## PROBLEM
Each line of the data below that carries the word "NotAnImage" needs to be copied.

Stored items
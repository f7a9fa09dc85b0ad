//! Acceptance check for uploaded files.
//!
//! The content type comes from the file name alone; bytes are never
//! inspected. This is a policy gate, not a sandbox.

use thiserror::Error;

/// 50 MiB, inclusive.
pub const MAX_BOOK_FILE_BYTES: u64 = 50 * 1024 * 1024;
pub const ALLOWED_BOOK_TYPES: [&str; 2] = ["application/pdf", "application/epub+zip"];

#[derive(Debug, Clone, PartialEq, Eq, Error)]
pub enum UploadRejection {
    #[error("Cannot determine file type.")]
    UnknownType,

    #[error("Unsupported file type: {found}. Allowed: {}.", ALLOWED_BOOK_TYPES.join(", "))]
    UnsupportedType { found: &'static str },

    #[error("File too large ({size} bytes). Maximum size is 50 MB.")]
    TooLarge { size: u64 },

    #[error("The submitted file is empty.")]
    Empty,

    #[error("Upload a valid image. The file you uploaded was either not an image or a corrupted image.")]
    NotAnImage,
}

/// Resolve a content type from the file extension, case-insensitively.
pub fn content_type_for(file_name: &str) -> Option<&'static str> {
    mime_guess::from_path(file_name).first_raw()
}

/// Accept a book file: PDF or EPUB, non-empty, at most [`MAX_BOOK_FILE_BYTES`].
pub fn check_book_file(file_name: &str, size: u64) -> Result<&'static str, UploadRejection> {
    let content_type = content_type_for(file_name).ok_or(UploadRejection::UnknownType)?;
    if !ALLOWED_BOOK_TYPES.contains(&content_type) {
        return Err(UploadRejection::UnsupportedType {
            found: content_type,
        });
    }
    if size == 0 {
        return Err(UploadRejection::Empty);
    }
    if size > MAX_BOOK_FILE_BYTES {
        return Err(UploadRejection::TooLarge { size });
    }
    Ok(content_type)
}

/// Accept a cover image: any `image/*` type, non-empty.
pub fn check_cover_image(file_name: &str, size: u64) -> Result<&'static str, UploadRejection> {
    match content_type_for(file_name) {
        Some(content_type) if content_type.starts_with("image/") => {
            if size == 0 {
                Err(UploadRejection::Empty)
            } else {
                Ok(content_type)
            }
        }
        _ => Err(UploadRejection::NotAnImage),
    }
}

## SOLUTION TO THE PROBLEM
    NotAnImage,
        _ => Err(UploadRejection::NotAnImage),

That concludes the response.